Ne pouvant résister à ma curiosité, je me rapprochai, puis, me glissant entre les chevaux et le mur de retranchement, je parvins à monter sur l’avant-train du char, dont le cocher, plus mort que vif, tremblait de tous ses membres ; de l’avant-train je courus à l’arrière, et je vis, non sans stupeur, un homme de la plus grande taille et d’une carrure d’Hercule, cramponné à deux espèces d’ornements recourbés qui terminaient le dossier de cette voiture, qu’il venait ainsi d’arrêter dans sa course, grâce à une force surhumaine.

– Le capitaine Marion ! — m’écriai-je, — j’aurais dû m’en douter, lui seul, dans l’armée gauloise, est capable d’arrêter un char dans sa course rapide (A).
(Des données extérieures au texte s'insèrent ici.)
//! Kicks, revokes and the ban escalation ladder.

mod common;

use common::{register, test_hub};
use parlor::db::{User, memberships};
use parlor::engine::channels;
use parlor::engine::invitations::{self, InviteeRef};
use parlor::engine::moderation;
use parlor::error::OpError;
use parlor::state::Hub;
use parlor_proto::{ChannelType, ModerationMethod, ResolutionStatus};

/// Public channel with the given members; the first one administers.
async fn setup(hub: &Hub, nicknames: &[&str]) -> (Vec<User>, String) {
    let mut members = Vec::new();
    for nickname in nicknames {
        members.push(register(hub, nickname).await);
    }
    let channel = channels::create(hub, &members[0], "arena", ChannelType::Public)
        .await
        .unwrap();
    for member in &members[1..] {
        channels::join(hub, member, "arena").await.unwrap();
    }
    (members, channel.id)
}

#[tokio::test]
async fn one_kick_removes_but_does_not_ban() {
    let hub = test_hub().await;
    let (members, channel_id) = setup(&hub, &["ada", "bob", "eve"]).await;
    let (bob, eve) = (&members[1], &members[2]);

    let outcome = moderation::moderate(&hub, bob, "arena", &eve.id, ModerationMethod::Kick)
        .await
        .unwrap();
    assert!(!outcome.banned);

    let mut conn = hub.db.conn().await.unwrap();
    assert!(!memberships::is_member(&mut conn, &eve.id, &channel_id)
        .await
        .unwrap());
    assert!(!memberships::is_banned(&mut conn, &eve.id, &channel_id)
        .await
        .unwrap());
    drop(conn);

    // Below the threshold the target can just rejoin.
    channels::join(&hub, eve, "arena").await.unwrap();
}

#[tokio::test]
async fn the_same_kicker_counts_once() {
    let hub = test_hub().await;
    let (members, _) = setup(&hub, &["ada", "bob", "eve"]).await;
    let (bob, eve) = (&members[1], &members[2]);

    moderation::moderate(&hub, bob, "arena", &eve.id, ModerationMethod::Kick)
        .await
        .unwrap();
    channels::join(&hub, eve, "arena").await.unwrap();

    let err = moderation::moderate(&hub, bob, "arena", &eve.id, ModerationMethod::Kick)
        .await
        .unwrap_err();
    assert!(matches!(err, OpError::AlreadyKicked));
}

#[tokio::test]
async fn three_distinct_kickers_ban() {
    let hub = test_hub().await;
    let (members, channel_id) = setup(&hub, &["ada", "bob", "carol", "dave", "eve"]).await;
    let eve = &members[4];

    for (i, kicker) in members[1..4].iter().enumerate() {
        let outcome = moderation::moderate(&hub, kicker, "arena", &eve.id, ModerationMethod::Kick)
            .await
            .unwrap();
        if i < 2 {
            assert!(!outcome.banned);
            channels::join(&hub, eve, "arena").await.unwrap();
        } else {
            assert!(outcome.banned);
        }
    }

    let mut conn = hub.db.conn().await.unwrap();
    assert!(memberships::is_banned(&mut conn, &eve.id, &channel_id)
        .await
        .unwrap());
    // The tally resets once the ban lands.
    assert_eq!(
        memberships::count_distinct_kickers(&mut conn, &eve.id, &channel_id)
            .await
            .unwrap(),
        0
    );
    drop(conn);

    let err = channels::join(&hub, eve, "arena").await.unwrap_err();
    assert!(matches!(err, OpError::PermissionDenied));
}

#[tokio::test]
async fn an_invitation_restarts_the_ladder() {
    let hub = test_hub().await;
    let (members, channel_id) = setup(&hub, &["ada", "bob", "carol", "dave", "eve"]).await;
    let (ada, eve) = (&members[0], &members[4]);

    for kicker in &members[1..4] {
        let _ = moderation::moderate(&hub, kicker, "arena", &eve.id, ModerationMethod::Kick)
            .await
            .unwrap();
        if channels::join(&hub, eve, "arena").await.is_err() {
            break;
        }
    }

    let invitation = invitations::invite(&hub, ada, &channel_id, InviteeRef::Id(eve.id.clone()))
        .await
        .unwrap();
    invitations::resolve(&hub, eve, &invitation.id, ResolutionStatus::Accept, None)
        .await
        .unwrap();

    // Back in with a clean slate: the first kicker can vote again.
    let outcome = moderation::moderate(&hub, &members[1], "arena", &eve.id, ModerationMethod::Kick)
        .await
        .unwrap();
    assert!(!outcome.banned);
}

#[tokio::test]
async fn the_administrator_kick_bans_outright() {
    let hub = test_hub().await;
    let (members, channel_id) = setup(&hub, &["ada", "eve"]).await;
    let (ada, eve) = (&members[0], &members[1]);

    let outcome = moderation::moderate(&hub, ada, "arena", &eve.id, ModerationMethod::Kick)
        .await
        .unwrap();
    assert!(outcome.banned);

    let mut conn = hub.db.conn().await.unwrap();
    assert!(memberships::is_banned(&mut conn, &eve.id, &channel_id)
        .await
        .unwrap());
}

#[tokio::test]
async fn revoke_is_admin_only() {
    let hub = test_hub().await;
    let (members, _) = setup(&hub, &["ada", "bob", "eve"]).await;
    let (ada, bob, eve) = (&members[0], &members[1], &members[2]);

    let err = moderation::moderate(&hub, bob, "arena", &eve.id, ModerationMethod::Revoke)
        .await
        .unwrap_err();
    assert!(matches!(err, OpError::PermissionDenied));

    let outcome = moderation::moderate(&hub, ada, "arena", &eve.id, ModerationMethod::Revoke)
        .await
        .unwrap();
    assert!(outcome.banned);
}

#[tokio::test]
async fn private_channel_moderation_is_admin_only() {
    let hub = test_hub().await;
    let ada = register(&hub, "ada").await;
    let bob = register(&hub, "bob").await;
    let eve = register(&hub, "eve").await;

    let channel = channels::create(&hub, &ada, "cabal", ChannelType::Private)
        .await
        .unwrap();
    for target in [&bob, &eve] {
        let invitation =
            invitations::invite(&hub, &ada, &channel.id, InviteeRef::Id(target.id.clone()))
                .await
                .unwrap();
        invitations::resolve(&hub, target, &invitation.id, ResolutionStatus::Accept, None)
            .await
            .unwrap();
    }

    let err = moderation::moderate(&hub, &bob, "cabal", &eve.id, ModerationMethod::Kick)
        .await
        .unwrap_err();
    assert!(matches!(err, OpError::PermissionDenied));

    let outcome = moderation::moderate(&hub, &ada, "cabal", &eve.id, ModerationMethod::Kick)
        .await
        .unwrap();
    assert!(outcome.banned);
}

#[tokio::test]
async fn the_untouchables() {
    let hub = test_hub().await;
    let (members, _) = setup(&hub, &["ada", "bob"]).await;
    let (ada, bob) = (&members[0], &members[1]);
    let outsider = register(&hub, "eve").await;

    // Nobody moderates themselves.
    let err = moderation::moderate(&hub, bob, "arena", &bob.id, ModerationMethod::Kick)
        .await
        .unwrap_err();
    assert!(matches!(err, OpError::SelfModeration));

    // Nobody touches the administrator.
    let err = moderation::moderate(&hub, bob, "arena", &ada.id, ModerationMethod::Kick)
        .await
        .unwrap_err();
    assert!(matches!(err, OpError::PermissionDenied));

    // Non-members neither kick nor get kicked.
    let err = moderation::moderate(&hub, &outsider, "arena", &bob.id, ModerationMethod::Kick)
        .await
        .unwrap_err();
    assert!(matches!(err, OpError::NotMember));
    let err = moderation::moderate(&hub, bob, "arena", &outsider.id, ModerationMethod::Kick)
        .await
        .unwrap_err();
    assert!(matches!(err, OpError::TargetNotMember));
}
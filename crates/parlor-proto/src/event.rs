//! Server-to-client events.
//!
//! Tagged as `{"event": "...", "data": {...}}`. Event names match the
//! socket vocabulary of the legacy backend exactly; clients dispatch
//! on the `event` field.

use crate::types::{ChannelType, ResolutionStatus, UserStatus};
use serde::{Deserialize, Serialize};

/// Public view of a user, safe to broadcast.
#[derive(Debug, Clone, PartialEq, Eq, Serialize, Deserialize)]
#[serde(rename_all = "camelCase")]
pub struct UserSummary {
    pub id: String,
    pub email: String,
    pub nickname: String,
    pub firstname: String,
    pub lastname: String,
}

/// Public view of a channel.
#[derive(Debug, Clone, PartialEq, Eq, Serialize, Deserialize)]
#[serde(rename_all = "camelCase")]
pub struct ChannelSummary {
    pub id: String,
    pub name: String,
    #[serde(rename = "type")]
    pub channel_type: ChannelType,
    pub administrator_id: String,
    pub created_at: i64,
    pub updated_at: i64,
}

/// A pending invitation as delivered to the invitee.
#[derive(Debug, Clone, PartialEq, Eq, Serialize, Deserialize)]
#[serde(rename_all = "camelCase")]
pub struct InvitationPayload {
    pub id: String,
    pub user_id: String,
    pub invited_by_id: String,
    pub channel_id: String,
    pub created_at: i64,
    #[serde(skip_serializing_if = "Option::is_none")]
    pub invited_by: Option<UserSummary>,
    #[serde(skip_serializing_if = "Option::is_none")]
    pub channel: Option<ChannelSummary>,
}

/// A persisted channel message.
#[derive(Debug, Clone, PartialEq, Eq, Serialize, Deserialize)]
#[serde(rename_all = "camelCase")]
pub struct MessagePayload {
    pub id: i64,
    pub channel_id: String,
    pub user_id: String,
    pub content: String,
    pub created_at: i64,
    pub updated_at: i64,
    #[serde(skip_serializing_if = "Option::is_none")]
    pub author: Option<UserSummary>,
    /// Ids of users tagged in the message body.
    #[serde(default)]
    pub tags: Vec<String>,
}

/// Everything the server pushes over a socket.
#[derive(Debug, Clone, PartialEq, Serialize, Deserialize)]
#[serde(tag = "event", content = "data")]
pub enum ServerEvent {
    /// A user's first connection came up.
    #[serde(rename = "user:online")]
    UserOnline { user: UserSummary },

    /// A user's last connection went away.
    #[serde(rename = "user:offline")]
    UserOffline { user: UserSummary },

    /// Snapshot of other present users, delivered to a fresh connection.
    #[serde(rename = "user:list")]
    UserList {
        online: Vec<UserSummary>,
        dnd: Vec<UserSummary>,
    },

    /// Another connection of some user changed its advertised status.
    #[serde(rename = "user:receiveStatus")]
    #[serde(rename_all = "camelCase")]
    ReceiveStatus { user_id: String, status: UserStatus },

    /// A new invitation landed for the receiving user.
    #[serde(rename = "invitation:receive")]
    InvitationReceive { invitation: InvitationPayload },

    /// An invitation was accepted or declined (echoed to the
    /// resolving user's other connections).
    #[serde(rename = "invitation:resolve")]
    InvitationResolve {
        invitation: InvitationPayload,
        status: ResolutionStatus,
    },

    /// A member was kicked or banned out of a channel.
    #[serde(rename = "user:receiveKick")]
    #[serde(rename_all = "camelCase")]
    ReceiveKick {
        user_id: String,
        channel_name: String,
        banned: bool,
    },

    /// The channel is gone (administrator left, explicit destroy, or
    /// the inactivity sweep).
    #[serde(rename = "channel:delete")]
    #[serde(rename_all = "camelCase")]
    ChannelDelete {
        channel_id: String,
        channel_name: String,
    },

    /// A non-administrator member left the channel.
    #[serde(rename = "channel:leave")]
    #[serde(rename_all = "camelCase")]
    ChannelLeave {
        user_id: String,
        channel_name: String,
    },

    /// Someone is typing in the channel.
    #[serde(rename = "channel:receiveTyping")]
    ReceiveTyping {
        author: UserSummary,
        channel: String,
        content: String,
    },

    /// A message was posted to a channel group the connection has open.
    #[serde(rename = "message")]
    Message { message: MessagePayload },

    /// A rejected command, surfaced only to the initiating connection.
    #[serde(rename = "error")]
    Error { code: String, message: String },
}

#[cfg(test)]
mod tests {
    use super::*;

    fn user() -> UserSummary {
        UserSummary {
            id: "u-1".into(),
            email: "ada@example.com".into(),
            nickname: "ada".into(),
            firstname: "Ada".into(),
            lastname: "Lovelace".into(),
        }
    }

    #[test]
    fn event_tags_match_legacy_names() {
        let json = serde_json::to_value(ServerEvent::UserOnline { user: user() }).unwrap();
        assert_eq!(json["event"], "user:online");
        assert_eq!(json["data"]["user"]["nickname"], "ada");

        let json = serde_json::to_value(ServerEvent::ReceiveKick {
            user_id: "u-2".into(),
            channel_name: "general".into(),
            banned: true,
        })
        .unwrap();
        assert_eq!(json["event"], "user:receiveKick");
        assert_eq!(json["data"]["userId"], "u-2");
        assert_eq!(json["data"]["channelName"], "general");
    }

    #[test]
    fn optional_payload_fields_are_omitted() {
        let json = serde_json::to_value(ServerEvent::InvitationResolve {
            invitation: InvitationPayload {
                id: "i-1".into(),
                user_id: "u-1".into(),
                invited_by_id: "u-2".into(),
                channel_id: "c-1".into(),
                created_at: 1,
                invited_by: None,
                channel: None,
            },
            status: ResolutionStatus::Accept,
        })
        .unwrap();
        assert_eq!(json["event"], "invitation:resolve");
        assert_eq!(json["data"]["status"], "ACCEPT");
        assert!(json["data"]["invitation"].get("invitedBy").is_none());
    }
}
//! Channel messages and nickname tags.

use super::{DbError, now_ts};
use parlor_proto::MessagePayload;
use sqlx::SqliteConnection;

/// A persisted message.
#[derive(Debug, Clone)]
pub struct Message {
    pub id: i64,
    pub channel_id: String,
    pub user_id: String,
    pub content: String,
    pub created_at: i64,
    pub updated_at: i64,
    /// Ids of tagged users, resolved at insert time.
    pub tags: Vec<String>,
}

impl Message {
    pub fn payload(&self) -> MessagePayload {
        MessagePayload {
            id: self.id,
            channel_id: self.channel_id.clone(),
            user_id: self.user_id.clone(),
            content: self.content.clone(),
            created_at: self.created_at,
            updated_at: self.updated_at,
            author: None,
            tags: self.tags.clone(),
        }
    }
}

/// Insert a message and its tag rows. Tag nicknames that resolve to
/// no user are skipped rather than failing the whole message.
pub async fn create(
    conn: &mut SqliteConnection,
    channel_id: &str,
    author_id: &str,
    content: &str,
    tag_nicknames: &[String],
) -> Result<Message, DbError> {
    let now = now_ts();

    let result = sqlx::query(
        r#"
        INSERT INTO messages (channel_id, user_id, content, created_at, updated_at)
        VALUES (?, ?, ?, ?, ?)
        "#,
    )
    .bind(channel_id)
    .bind(author_id)
    .bind(content)
    .bind(now)
    .bind(now)
    .execute(&mut *conn)
    .await?;

    let message_id = result.last_insert_rowid();
    let mut tags = Vec::new();

    for nickname in tag_nicknames {
        let Some(user) = super::users::find_by_nickname(&mut *conn, nickname).await? else {
            continue;
        };
        sqlx::query(
            "INSERT OR IGNORE INTO tags (message_id, user_id, created_at) VALUES (?, ?, ?)",
        )
        .bind(message_id)
        .bind(&user.id)
        .bind(now)
        .execute(&mut *conn)
        .await?;
        tags.push(user.id);
    }

    Ok(Message {
        id: message_id,
        channel_id: channel_id.to_string(),
        user_id: author_id.to_string(),
        content: content.to_string(),
        created_at: now,
        updated_at: now,
        tags,
    })
}

/// One page of a channel's messages, newest first.
pub async fn list_page(
    conn: &mut SqliteConnection,
    channel_id: &str,
    page: i64,
    limit: i64,
) -> Result<Vec<Message>, DbError> {
    let rows = sqlx::query_as::<_, (i64, String, String, String, i64, i64)>(
        r#"
        SELECT id, channel_id, user_id, content, created_at, updated_at
        FROM messages
        WHERE channel_id = ?
        ORDER BY created_at DESC, id DESC
        LIMIT ? OFFSET ?
        "#,
    )
    .bind(channel_id)
    .bind(limit)
    .bind((page - 1) * limit)
    .fetch_all(&mut *conn)
    .await?;

    let mut messages = Vec::with_capacity(rows.len());
    for (id, channel_id, user_id, content, created_at, updated_at) in rows {
        let tags = sqlx::query_scalar::<_, String>("SELECT user_id FROM tags WHERE message_id = ?")
            .bind(id)
            .fetch_all(&mut *conn)
            .await?;
        messages.push(Message {
            id,
            channel_id,
            user_id,
            content,
            created_at,
            updated_at,
            tags,
        });
    }

    Ok(messages)
}
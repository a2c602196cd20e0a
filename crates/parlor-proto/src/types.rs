//! Scalar sum types shared by the server and its clients.
//!
//! The legacy backend kept these as bare strings; here each one is a
//! proper enum with exhaustive matching, parsed from and rendered to
//! the same uppercase tokens the database and the wire carry.

use serde::{Deserialize, Serialize};
use std::fmt;
use std::str::FromStr;
use thiserror::Error;

/// Error returned when an uppercase token does not name a known variant.
#[derive(Debug, Clone, PartialEq, Eq, Error)]
#[error("unknown {kind} value: {value}")]
pub struct ParseTypeError {
    pub kind: &'static str,
    pub value: String,
}

macro_rules! string_enum {
    ($(#[$doc:meta])* $name:ident, $kind:literal, { $($variant:ident => $token:literal),+ $(,)? }) => {
        $(#[$doc])*
        #[derive(Debug, Clone, Copy, PartialEq, Eq, Hash, Serialize, Deserialize)]
        pub enum $name {
            $(
                #[serde(rename = $token)]
                $variant,
            )+
        }

        impl $name {
            /// The uppercase token stored in the database and sent on the wire.
            pub fn as_str(&self) -> &'static str {
                match self {
                    $(Self::$variant => $token,)+
                }
            }
        }

        impl FromStr for $name {
            type Err = ParseTypeError;

            fn from_str(s: &str) -> Result<Self, Self::Err> {
                match s {
                    $($token => Ok(Self::$variant),)+
                    other => Err(ParseTypeError {
                        kind: $kind,
                        value: other.to_string(),
                    }),
                }
            }
        }

        impl fmt::Display for $name {
            fn fmt(&self, f: &mut fmt::Formatter<'_>) -> fmt::Result {
                f.write_str(self.as_str())
            }
        }
    };
}

string_enum!(
    /// Channel visibility. Immutable after creation.
    ChannelType, "channel type", {
        Public => "PUBLIC",
        Private => "PRIVATE",
    }
);

string_enum!(
    /// Per-connection presence status. Never persisted.
    UserStatus, "user status", {
        Online => "ONLINE",
        Dnd => "DND",
        Offline => "OFFLINE",
    }
);

string_enum!(
    /// How a member is removed from a channel.
    ///
    /// `Kick` accumulates toward an automatic ban; `Revoke` is the
    /// administrator's immediate ban.
    ModerationMethod, "moderation method", {
        Kick => "KICK",
        Revoke => "REVOKE",
    }
);

string_enum!(
    /// Invitee's answer to a pending invitation.
    ResolutionStatus, "resolution status", {
        Accept => "ACCEPT",
        Decline => "DECLINE",
    }
);
//! Configuration loading and management.

use serde::Deserialize;
use std::net::SocketAddr;
use std::path::Path;
use thiserror::Error;

/// Configuration errors.
#[derive(Debug, Error)]
pub enum ConfigError {
    #[error("failed to read config file: {0}")]
    Io(#[from] std::io::Error),
    #[error("failed to parse config: {0}")]
    Parse(#[from] toml::de::Error),
}

/// Server configuration.
#[derive(Debug, Clone, Deserialize)]
pub struct Config {
    /// Server identity.
    pub server: ServerConfig,
    /// Network listen configuration.
    pub listen: ListenConfig,
    /// Database configuration.
    pub database: Option<DatabaseConfig>,
    /// Inactivity sweep configuration.
    #[serde(default)]
    pub sweep: SweepConfig,
}

/// Server identity configuration.
#[derive(Debug, Clone, Deserialize)]
pub struct ServerConfig {
    /// Server name (e.g., "chat.parlor.example").
    pub name: String,
}

/// Network listener configuration.
#[derive(Debug, Clone, Deserialize)]
pub struct ListenConfig {
    /// Address to bind to (e.g., "0.0.0.0:8080").
    pub address: SocketAddr,
}

/// Database configuration.
#[derive(Debug, Clone, Deserialize)]
pub struct DatabaseConfig {
    /// Path to SQLite database file.
    pub path: String,
}

/// Inactivity sweep configuration.
#[derive(Debug, Clone, Deserialize)]
pub struct SweepConfig {
    /// Whether the daily sweep runs at all.
    #[serde(default = "default_sweep_enabled")]
    pub enabled: bool,
    /// Channels with no message for this many days get soft-deleted.
    #[serde(default = "default_inactive_days")]
    pub inactive_days: i64,
    /// Seconds between sweep runs.
    #[serde(default = "default_interval_secs")]
    pub interval_secs: u64,
}

fn default_sweep_enabled() -> bool {
    true
}

fn default_inactive_days() -> i64 {
    30
}

fn default_interval_secs() -> u64 {
    86_400
}

impl Default for SweepConfig {
    fn default() -> Self {
        Self {
            enabled: default_sweep_enabled(),
            inactive_days: default_inactive_days(),
            interval_secs: default_interval_secs(),
        }
    }
}

impl Config {
    /// Load configuration from a TOML file.
    pub fn load<P: AsRef<Path>>(path: P) -> Result<Self, ConfigError> {
        let content = std::fs::read_to_string(path)?;
        let config: Config = toml::from_str(&content)?;
        Ok(config)
    }
}
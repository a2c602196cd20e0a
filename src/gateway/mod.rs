//! HTTP and WebSocket surface.
//!
//! The gateway is a thin shell: handlers authenticate, decode, call
//! one engine operation and encode its result. Membership changes go
//! over HTTP; the socket carries the real-time traffic.

pub mod auth;
mod http;
mod ws;

use crate::state::Hub;
use axum::Router;
use axum::routing::{delete, get, post};
use std::sync::Arc;
use tracing::info;

/// Build the full route table.
pub fn router(hub: Arc<Hub>) -> Router {
    Router::new()
        .route("/auth/register", post(http::register))
        .route("/auth/login", post(http::login))
        .route("/auth/logout", post(http::logout))
        .route("/me", get(http::me))
        .route("/me/notifications", post(http::update_notifications))
        .route("/me/channels", get(http::my_channels))
        .route("/channels", get(http::list_channels).post(http::create_channel))
        .route("/channels/join", post(http::join_channel))
        .route("/channels/:id", delete(http::destroy_channel))
        .route("/channels/:id/leave", post(http::leave_channel))
        .route("/channels/:id/members", get(http::channel_members))
        .route("/channels/:id/messages", get(http::channel_messages))
        .route("/invitations", get(http::list_invitations))
        .route("/invitations/:id", delete(http::cancel_invitation))
        .route("/ws", get(ws::upgrade))
        .with_state(hub)
}

/// Bind and serve until the process is stopped.
pub async fn serve(hub: Arc<Hub>) -> anyhow::Result<()> {
    let address = hub.config.listen.address;
    let app = router(hub);

    let listener = tokio::net::TcpListener::bind(address).await?;
    info!(%address, "Gateway listening");
    axum::serve(listener, app).await?;
    Ok(())
}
– Dis donc à ce cocher du diable de raccourcir ses guides et de contenir ses chevaux… mes poignets commencent à se lasser, — me dit le capitaine.

Je transmettais cet ordre au cocher, qui commençait à reprendre ses esprits, lorsque je vis plusieurs soldats, de garde chez Victoria, sortir de la maison, et, accourant au bruit, ouvrir la porte de la cour, et donner ainsi libre entrée au char.

– Il n’y a plus de danger, — dis-je au cocher, — conduis maintenant tes chevaux doucement jusqu’au logis… Mais à qui appartient cette voiture ?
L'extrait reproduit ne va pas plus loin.